Information shown section start

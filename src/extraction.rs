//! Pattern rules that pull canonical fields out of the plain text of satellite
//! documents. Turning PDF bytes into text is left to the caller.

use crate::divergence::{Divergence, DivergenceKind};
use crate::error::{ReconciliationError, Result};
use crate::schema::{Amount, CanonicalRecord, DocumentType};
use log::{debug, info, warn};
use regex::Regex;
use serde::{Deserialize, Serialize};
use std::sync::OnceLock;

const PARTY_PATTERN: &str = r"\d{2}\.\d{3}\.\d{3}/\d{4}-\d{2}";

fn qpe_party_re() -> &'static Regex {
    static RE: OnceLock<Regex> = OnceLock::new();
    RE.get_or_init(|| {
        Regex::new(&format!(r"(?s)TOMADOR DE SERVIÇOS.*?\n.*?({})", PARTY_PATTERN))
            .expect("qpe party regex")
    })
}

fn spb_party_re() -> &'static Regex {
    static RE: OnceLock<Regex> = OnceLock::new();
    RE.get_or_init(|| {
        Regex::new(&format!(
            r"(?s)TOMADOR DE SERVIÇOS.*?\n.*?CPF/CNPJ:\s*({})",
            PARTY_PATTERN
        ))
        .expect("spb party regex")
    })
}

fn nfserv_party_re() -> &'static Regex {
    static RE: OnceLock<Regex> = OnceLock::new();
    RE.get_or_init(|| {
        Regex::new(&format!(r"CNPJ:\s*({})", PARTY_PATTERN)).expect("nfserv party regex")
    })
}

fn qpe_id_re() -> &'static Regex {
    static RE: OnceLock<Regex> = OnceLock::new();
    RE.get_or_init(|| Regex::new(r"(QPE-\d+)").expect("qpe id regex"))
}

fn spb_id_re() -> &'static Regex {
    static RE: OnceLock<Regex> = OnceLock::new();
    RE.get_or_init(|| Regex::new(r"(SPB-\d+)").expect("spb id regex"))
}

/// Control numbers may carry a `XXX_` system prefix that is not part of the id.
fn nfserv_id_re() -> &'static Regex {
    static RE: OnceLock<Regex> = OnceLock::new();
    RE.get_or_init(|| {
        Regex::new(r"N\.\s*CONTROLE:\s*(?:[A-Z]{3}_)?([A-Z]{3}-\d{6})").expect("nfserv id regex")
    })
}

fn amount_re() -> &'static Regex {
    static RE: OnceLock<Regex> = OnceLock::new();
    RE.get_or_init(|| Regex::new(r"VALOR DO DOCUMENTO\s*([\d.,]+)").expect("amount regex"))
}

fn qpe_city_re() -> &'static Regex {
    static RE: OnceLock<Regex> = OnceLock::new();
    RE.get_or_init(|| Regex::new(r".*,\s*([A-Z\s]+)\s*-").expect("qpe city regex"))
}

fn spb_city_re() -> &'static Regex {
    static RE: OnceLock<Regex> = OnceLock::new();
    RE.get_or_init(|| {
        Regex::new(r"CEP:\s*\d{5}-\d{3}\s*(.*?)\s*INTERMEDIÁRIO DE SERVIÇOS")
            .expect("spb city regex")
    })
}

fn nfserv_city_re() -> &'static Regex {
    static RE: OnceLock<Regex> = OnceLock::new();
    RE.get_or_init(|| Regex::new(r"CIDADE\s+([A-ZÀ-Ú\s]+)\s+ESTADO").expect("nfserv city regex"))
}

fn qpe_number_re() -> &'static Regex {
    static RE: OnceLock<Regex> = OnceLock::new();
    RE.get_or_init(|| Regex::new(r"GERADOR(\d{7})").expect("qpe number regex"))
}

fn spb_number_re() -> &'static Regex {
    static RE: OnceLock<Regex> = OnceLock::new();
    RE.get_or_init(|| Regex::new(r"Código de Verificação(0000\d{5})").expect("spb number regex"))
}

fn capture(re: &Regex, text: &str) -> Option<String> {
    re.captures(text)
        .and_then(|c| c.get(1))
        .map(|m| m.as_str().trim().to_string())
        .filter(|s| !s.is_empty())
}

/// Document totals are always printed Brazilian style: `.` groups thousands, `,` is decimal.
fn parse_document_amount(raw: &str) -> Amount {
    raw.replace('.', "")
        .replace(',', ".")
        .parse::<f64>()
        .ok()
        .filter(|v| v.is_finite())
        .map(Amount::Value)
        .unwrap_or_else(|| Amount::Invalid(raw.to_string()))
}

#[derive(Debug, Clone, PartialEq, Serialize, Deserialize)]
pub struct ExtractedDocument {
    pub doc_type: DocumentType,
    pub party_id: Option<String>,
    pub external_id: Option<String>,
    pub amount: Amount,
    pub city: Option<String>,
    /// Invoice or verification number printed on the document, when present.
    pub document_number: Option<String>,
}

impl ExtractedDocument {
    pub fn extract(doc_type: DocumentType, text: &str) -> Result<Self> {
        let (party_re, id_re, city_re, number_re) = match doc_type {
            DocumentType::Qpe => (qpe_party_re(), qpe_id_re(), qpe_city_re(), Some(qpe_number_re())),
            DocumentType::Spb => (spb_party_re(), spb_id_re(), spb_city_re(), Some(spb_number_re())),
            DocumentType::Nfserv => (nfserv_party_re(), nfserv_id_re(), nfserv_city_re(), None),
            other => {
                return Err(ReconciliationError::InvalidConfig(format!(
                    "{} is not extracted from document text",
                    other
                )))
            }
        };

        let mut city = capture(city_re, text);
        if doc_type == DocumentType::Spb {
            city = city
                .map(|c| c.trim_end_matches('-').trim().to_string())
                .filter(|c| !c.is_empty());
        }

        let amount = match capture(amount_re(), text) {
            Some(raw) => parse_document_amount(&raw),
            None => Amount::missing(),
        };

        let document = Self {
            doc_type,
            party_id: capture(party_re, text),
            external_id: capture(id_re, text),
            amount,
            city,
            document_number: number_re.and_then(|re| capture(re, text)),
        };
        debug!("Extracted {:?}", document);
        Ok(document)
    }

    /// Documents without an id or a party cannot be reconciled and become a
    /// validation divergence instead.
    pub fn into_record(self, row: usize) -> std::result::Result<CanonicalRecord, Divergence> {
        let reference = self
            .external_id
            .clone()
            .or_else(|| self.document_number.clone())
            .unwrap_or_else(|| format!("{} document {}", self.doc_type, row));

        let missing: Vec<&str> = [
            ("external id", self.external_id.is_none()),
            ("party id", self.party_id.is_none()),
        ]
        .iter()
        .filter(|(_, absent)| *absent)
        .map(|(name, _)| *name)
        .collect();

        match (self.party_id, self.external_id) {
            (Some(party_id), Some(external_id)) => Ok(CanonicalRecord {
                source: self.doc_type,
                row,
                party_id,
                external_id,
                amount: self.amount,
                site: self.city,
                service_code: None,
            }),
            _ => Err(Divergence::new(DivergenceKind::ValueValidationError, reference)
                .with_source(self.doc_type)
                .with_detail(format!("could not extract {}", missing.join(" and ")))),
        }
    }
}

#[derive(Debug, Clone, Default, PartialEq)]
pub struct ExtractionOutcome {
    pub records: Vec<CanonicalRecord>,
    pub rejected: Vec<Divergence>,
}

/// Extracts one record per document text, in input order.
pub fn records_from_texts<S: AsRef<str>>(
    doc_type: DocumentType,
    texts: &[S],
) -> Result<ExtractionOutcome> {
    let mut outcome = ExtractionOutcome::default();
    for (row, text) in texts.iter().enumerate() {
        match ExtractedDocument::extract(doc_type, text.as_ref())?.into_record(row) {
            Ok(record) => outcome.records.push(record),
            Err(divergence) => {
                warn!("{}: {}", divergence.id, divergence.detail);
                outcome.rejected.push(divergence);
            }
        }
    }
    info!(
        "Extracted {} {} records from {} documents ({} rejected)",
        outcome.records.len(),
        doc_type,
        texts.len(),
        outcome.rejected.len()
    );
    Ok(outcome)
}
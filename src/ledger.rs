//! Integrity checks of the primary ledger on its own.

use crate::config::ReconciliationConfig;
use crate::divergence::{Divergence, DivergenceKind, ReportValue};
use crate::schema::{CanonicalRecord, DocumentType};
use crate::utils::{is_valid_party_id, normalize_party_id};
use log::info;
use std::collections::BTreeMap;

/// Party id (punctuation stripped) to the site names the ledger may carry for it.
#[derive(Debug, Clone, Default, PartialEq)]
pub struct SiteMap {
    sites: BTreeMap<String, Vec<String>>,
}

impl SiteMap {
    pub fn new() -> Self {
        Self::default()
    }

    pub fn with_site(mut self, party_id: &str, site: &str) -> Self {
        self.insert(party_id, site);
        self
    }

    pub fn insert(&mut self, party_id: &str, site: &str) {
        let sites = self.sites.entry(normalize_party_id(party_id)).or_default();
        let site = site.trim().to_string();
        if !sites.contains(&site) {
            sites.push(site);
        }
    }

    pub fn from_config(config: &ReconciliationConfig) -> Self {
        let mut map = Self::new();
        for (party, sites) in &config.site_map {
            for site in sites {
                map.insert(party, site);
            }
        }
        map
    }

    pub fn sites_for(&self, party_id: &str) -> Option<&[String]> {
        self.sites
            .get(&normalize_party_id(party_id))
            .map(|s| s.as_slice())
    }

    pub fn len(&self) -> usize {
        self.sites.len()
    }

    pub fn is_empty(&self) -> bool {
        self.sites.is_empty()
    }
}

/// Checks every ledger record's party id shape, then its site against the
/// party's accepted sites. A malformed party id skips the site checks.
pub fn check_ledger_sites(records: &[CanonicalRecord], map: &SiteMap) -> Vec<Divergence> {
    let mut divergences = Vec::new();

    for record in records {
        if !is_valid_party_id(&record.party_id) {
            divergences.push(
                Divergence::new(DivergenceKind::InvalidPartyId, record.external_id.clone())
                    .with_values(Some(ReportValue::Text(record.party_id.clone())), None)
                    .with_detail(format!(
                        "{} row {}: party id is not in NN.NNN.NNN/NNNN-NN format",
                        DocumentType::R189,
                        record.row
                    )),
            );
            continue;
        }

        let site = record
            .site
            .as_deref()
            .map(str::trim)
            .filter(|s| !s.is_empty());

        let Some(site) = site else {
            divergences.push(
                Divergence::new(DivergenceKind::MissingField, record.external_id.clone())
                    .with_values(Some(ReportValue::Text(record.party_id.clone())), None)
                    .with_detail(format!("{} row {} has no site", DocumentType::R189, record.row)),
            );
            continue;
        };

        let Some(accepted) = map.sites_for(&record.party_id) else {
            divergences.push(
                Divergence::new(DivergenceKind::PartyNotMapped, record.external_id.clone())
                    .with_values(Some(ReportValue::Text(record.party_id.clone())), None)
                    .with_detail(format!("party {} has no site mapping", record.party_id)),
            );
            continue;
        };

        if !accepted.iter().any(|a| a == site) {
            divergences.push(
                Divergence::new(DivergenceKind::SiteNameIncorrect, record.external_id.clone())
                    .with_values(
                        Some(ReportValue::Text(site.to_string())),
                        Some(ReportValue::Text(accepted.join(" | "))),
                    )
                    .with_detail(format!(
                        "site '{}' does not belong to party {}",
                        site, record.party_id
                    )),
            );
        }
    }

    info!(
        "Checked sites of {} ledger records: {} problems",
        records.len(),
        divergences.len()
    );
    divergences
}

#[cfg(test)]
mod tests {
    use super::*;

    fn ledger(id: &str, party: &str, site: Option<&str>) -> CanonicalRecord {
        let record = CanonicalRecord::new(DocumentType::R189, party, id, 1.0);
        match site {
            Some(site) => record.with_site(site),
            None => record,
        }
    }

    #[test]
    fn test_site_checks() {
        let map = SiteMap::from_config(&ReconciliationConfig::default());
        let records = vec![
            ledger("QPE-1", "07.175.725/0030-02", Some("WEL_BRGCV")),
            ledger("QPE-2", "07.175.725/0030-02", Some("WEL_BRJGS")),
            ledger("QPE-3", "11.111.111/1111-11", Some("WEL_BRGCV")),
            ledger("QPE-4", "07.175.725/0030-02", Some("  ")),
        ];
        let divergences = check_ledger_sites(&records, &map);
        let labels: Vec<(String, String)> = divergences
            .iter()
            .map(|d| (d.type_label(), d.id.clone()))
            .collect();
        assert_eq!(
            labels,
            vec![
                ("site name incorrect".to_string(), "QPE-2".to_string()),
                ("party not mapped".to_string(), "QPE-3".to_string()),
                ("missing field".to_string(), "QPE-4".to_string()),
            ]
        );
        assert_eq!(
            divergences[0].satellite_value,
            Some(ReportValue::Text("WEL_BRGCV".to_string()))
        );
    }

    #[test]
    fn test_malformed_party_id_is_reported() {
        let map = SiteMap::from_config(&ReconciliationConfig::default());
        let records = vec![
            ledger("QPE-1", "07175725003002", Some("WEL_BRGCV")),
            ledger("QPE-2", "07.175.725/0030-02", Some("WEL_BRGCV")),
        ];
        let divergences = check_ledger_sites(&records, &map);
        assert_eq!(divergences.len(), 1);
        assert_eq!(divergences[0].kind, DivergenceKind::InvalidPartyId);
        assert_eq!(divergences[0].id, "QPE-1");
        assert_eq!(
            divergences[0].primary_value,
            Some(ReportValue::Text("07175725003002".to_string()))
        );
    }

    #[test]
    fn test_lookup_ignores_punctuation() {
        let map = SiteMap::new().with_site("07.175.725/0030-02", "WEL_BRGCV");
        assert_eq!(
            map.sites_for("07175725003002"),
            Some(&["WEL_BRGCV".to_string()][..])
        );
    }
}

Information shown section end
Information shown section start

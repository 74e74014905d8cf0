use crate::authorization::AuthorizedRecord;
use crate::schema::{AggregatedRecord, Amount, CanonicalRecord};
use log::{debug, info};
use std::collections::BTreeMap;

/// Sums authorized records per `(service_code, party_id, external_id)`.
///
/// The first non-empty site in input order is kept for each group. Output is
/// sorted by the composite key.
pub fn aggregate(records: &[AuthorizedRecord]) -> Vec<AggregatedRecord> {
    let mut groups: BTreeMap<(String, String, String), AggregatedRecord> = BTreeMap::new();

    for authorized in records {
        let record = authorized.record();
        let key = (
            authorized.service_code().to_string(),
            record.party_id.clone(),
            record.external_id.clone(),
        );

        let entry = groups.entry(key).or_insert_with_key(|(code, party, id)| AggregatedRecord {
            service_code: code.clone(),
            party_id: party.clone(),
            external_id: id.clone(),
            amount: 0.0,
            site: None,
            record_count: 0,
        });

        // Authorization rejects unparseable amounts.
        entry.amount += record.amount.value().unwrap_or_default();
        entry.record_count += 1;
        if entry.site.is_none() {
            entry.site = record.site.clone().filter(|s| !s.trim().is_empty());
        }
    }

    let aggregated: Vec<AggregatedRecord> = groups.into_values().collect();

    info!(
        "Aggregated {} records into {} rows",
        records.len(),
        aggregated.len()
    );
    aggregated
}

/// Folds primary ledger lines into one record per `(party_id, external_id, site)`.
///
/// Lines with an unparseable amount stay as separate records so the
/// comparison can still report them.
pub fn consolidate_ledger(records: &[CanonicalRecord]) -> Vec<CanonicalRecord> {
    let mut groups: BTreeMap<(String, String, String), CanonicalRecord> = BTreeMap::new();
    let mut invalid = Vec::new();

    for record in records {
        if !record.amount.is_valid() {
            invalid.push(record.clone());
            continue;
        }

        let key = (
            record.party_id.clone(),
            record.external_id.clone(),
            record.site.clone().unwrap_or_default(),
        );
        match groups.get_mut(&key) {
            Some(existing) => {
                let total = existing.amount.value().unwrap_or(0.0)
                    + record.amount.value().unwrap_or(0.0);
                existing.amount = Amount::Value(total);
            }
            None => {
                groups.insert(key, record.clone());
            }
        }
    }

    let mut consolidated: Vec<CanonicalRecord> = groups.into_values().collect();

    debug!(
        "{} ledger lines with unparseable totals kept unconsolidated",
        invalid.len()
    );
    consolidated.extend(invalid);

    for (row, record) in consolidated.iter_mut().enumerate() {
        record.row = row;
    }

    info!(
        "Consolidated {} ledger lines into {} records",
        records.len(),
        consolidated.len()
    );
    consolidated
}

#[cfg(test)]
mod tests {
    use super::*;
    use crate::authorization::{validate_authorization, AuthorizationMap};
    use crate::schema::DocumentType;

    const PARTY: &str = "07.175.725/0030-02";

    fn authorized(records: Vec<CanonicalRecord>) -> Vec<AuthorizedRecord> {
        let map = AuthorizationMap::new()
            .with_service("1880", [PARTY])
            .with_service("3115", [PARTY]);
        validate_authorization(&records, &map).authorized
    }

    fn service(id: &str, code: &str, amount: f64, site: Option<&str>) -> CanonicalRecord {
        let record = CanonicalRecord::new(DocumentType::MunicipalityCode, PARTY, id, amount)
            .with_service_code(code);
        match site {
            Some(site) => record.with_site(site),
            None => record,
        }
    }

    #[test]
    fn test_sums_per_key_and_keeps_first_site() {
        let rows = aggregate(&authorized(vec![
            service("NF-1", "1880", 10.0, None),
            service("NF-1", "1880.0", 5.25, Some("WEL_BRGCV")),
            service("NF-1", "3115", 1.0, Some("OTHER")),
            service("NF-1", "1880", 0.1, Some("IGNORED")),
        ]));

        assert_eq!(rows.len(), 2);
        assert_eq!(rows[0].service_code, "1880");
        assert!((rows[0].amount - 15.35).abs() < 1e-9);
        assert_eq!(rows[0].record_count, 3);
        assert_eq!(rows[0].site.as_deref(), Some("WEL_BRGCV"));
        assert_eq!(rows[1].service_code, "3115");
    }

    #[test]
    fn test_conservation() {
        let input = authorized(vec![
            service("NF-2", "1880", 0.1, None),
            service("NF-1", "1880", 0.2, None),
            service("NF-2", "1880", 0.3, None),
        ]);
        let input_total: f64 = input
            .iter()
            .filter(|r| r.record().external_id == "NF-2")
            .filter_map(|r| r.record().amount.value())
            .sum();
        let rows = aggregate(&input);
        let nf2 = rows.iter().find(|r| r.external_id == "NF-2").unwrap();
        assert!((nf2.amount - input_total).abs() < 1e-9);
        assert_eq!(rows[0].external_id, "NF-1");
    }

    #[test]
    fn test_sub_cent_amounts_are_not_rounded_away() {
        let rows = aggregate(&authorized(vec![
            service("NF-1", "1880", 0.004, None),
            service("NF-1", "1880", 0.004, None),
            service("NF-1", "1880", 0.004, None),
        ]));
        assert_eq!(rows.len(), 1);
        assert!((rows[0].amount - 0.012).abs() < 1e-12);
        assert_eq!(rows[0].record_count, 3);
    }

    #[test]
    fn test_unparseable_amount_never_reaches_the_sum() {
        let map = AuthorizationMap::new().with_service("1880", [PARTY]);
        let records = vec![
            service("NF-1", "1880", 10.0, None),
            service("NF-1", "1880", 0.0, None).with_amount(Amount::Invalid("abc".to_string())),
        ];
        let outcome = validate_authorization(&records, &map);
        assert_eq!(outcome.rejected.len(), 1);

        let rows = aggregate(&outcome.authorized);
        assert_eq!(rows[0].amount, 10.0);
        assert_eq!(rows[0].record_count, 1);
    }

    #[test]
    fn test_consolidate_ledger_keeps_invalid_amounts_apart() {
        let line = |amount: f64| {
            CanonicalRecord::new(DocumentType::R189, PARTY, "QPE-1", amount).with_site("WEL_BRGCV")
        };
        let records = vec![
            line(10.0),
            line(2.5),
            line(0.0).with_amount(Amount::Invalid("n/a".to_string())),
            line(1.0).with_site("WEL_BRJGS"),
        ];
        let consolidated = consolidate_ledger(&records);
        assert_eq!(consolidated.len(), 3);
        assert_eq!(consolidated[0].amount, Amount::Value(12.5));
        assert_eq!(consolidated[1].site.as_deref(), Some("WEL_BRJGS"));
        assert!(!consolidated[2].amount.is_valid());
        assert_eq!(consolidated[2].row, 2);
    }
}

Information shown section end
Information shown section start

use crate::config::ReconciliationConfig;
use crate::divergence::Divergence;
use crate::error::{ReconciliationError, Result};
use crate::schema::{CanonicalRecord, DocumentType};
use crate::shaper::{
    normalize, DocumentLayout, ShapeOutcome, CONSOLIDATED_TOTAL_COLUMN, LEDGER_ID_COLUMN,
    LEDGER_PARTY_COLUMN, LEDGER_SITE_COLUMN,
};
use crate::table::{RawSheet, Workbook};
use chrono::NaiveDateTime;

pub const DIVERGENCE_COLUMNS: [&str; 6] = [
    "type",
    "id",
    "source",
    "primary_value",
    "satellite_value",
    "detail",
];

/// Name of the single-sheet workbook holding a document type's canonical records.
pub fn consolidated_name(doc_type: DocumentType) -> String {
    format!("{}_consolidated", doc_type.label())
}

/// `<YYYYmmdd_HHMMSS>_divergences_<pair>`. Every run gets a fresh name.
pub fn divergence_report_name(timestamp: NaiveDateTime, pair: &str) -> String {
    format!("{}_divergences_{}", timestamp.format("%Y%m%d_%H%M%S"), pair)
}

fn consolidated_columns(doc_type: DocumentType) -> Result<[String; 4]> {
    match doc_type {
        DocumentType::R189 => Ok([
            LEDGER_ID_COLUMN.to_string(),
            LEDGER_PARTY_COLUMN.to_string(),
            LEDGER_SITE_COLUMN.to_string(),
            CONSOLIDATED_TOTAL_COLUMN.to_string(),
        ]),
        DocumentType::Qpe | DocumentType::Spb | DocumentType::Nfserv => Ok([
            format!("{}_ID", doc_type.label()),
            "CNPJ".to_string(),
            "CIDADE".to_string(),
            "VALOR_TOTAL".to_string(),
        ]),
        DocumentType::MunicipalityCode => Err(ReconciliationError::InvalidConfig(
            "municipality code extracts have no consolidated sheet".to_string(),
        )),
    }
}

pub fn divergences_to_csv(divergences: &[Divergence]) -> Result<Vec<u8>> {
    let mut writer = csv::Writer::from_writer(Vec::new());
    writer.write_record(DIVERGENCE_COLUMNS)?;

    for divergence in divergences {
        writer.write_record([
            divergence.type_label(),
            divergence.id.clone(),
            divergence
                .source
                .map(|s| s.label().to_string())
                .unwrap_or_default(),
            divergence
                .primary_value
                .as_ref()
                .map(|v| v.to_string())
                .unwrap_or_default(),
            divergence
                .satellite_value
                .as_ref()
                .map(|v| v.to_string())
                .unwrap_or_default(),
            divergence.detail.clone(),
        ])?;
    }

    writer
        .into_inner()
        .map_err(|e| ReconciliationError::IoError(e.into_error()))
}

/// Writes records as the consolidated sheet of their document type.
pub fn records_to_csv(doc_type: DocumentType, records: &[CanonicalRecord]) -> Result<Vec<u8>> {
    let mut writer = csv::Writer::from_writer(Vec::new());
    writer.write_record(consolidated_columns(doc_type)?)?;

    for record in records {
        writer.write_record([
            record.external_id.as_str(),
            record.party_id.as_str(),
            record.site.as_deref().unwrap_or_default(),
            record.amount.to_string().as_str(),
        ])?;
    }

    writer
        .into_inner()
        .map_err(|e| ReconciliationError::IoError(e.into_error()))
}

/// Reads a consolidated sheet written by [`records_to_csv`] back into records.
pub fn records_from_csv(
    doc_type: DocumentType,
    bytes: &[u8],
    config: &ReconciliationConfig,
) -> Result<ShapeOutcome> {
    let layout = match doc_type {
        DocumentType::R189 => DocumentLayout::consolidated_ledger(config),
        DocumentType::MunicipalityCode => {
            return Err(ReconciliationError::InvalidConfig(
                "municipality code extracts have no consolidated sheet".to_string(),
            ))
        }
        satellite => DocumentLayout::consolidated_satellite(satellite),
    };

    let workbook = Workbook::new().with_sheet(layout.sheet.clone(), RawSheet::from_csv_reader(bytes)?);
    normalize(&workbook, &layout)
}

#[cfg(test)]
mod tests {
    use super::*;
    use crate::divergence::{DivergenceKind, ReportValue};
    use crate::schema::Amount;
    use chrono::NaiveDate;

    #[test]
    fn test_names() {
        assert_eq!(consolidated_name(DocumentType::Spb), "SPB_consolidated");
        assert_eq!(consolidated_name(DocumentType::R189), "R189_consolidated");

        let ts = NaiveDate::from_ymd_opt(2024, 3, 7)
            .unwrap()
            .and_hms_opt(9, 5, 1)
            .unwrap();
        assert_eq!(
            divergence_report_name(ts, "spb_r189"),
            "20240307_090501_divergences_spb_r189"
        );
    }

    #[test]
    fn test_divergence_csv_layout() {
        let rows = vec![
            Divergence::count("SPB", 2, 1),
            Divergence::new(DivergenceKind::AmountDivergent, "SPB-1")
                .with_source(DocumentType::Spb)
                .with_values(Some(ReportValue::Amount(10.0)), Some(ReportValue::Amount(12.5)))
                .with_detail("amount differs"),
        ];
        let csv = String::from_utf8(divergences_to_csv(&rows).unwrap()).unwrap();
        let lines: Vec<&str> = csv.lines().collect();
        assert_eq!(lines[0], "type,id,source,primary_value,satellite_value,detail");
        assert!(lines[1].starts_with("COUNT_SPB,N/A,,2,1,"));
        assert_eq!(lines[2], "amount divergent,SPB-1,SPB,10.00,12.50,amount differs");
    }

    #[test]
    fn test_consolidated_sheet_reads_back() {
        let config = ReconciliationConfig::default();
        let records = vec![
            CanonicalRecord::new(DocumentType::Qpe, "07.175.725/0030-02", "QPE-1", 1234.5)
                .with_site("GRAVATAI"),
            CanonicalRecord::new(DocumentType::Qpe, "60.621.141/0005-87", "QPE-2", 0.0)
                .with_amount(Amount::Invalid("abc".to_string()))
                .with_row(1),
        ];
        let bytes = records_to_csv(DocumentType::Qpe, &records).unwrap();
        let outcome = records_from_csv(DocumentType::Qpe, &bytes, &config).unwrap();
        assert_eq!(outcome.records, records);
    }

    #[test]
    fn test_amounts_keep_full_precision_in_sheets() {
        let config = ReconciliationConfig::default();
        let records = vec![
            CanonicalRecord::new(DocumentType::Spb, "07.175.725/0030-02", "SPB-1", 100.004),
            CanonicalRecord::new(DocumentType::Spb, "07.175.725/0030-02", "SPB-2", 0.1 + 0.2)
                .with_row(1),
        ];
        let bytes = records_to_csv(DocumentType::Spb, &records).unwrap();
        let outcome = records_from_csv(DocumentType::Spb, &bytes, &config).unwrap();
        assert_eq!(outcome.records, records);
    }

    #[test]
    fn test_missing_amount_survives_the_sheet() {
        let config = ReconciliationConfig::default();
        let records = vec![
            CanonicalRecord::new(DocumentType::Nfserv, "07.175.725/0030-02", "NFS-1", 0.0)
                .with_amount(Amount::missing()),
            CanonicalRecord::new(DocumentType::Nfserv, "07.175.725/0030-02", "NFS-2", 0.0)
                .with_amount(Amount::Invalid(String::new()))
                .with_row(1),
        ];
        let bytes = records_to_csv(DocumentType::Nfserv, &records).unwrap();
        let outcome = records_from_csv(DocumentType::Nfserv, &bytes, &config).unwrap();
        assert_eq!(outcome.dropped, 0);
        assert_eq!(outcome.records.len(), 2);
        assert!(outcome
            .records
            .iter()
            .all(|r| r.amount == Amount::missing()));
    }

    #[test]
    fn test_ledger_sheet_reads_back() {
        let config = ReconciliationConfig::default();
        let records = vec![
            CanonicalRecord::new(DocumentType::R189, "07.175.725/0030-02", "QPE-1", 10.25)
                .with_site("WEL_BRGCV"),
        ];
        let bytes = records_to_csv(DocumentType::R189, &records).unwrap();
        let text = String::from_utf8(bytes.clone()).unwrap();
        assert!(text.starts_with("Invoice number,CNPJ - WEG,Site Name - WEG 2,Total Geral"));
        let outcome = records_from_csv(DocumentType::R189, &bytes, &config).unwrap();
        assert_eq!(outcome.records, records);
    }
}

Information shown section end

- Activity: From the entries above, extract only the lines running from the one containing "filename src/extraction.rs" through the one containing "fn spb_party_re() ->", inclusive.

- Result of the task:
filename src/extraction.rs
//! Pattern rules that pull canonical fields out of the plain text of satellite
//! documents. Turning PDF bytes into text is left to the caller.

use crate::divergence::{Divergence, DivergenceKind};
use crate::error::{ReconciliationError, Result};
use crate::schema::{Amount, CanonicalRecord, DocumentType};
use log::{debug, info, warn};
use regex::Regex;
use serde::{Deserialize, Serialize};
use std::sync::OnceLock;

const PARTY_PATTERN: &str = r"\d{2}\.\d{3}\.\d{3}/\d{4}-\d{2}";

fn qpe_party_re() -> &'static Regex {
    static RE: OnceLock<Regex> = OnceLock::new();
    RE.get_or_init(|| {
        Regex::new(&format!(r"(?s)TOMADOR DE SERVIÇOS.*?\n.*?({})", PARTY_PATTERN))
            .expect("qpe party regex")
    })
}

fn spb_party_re() -> &'static Regex {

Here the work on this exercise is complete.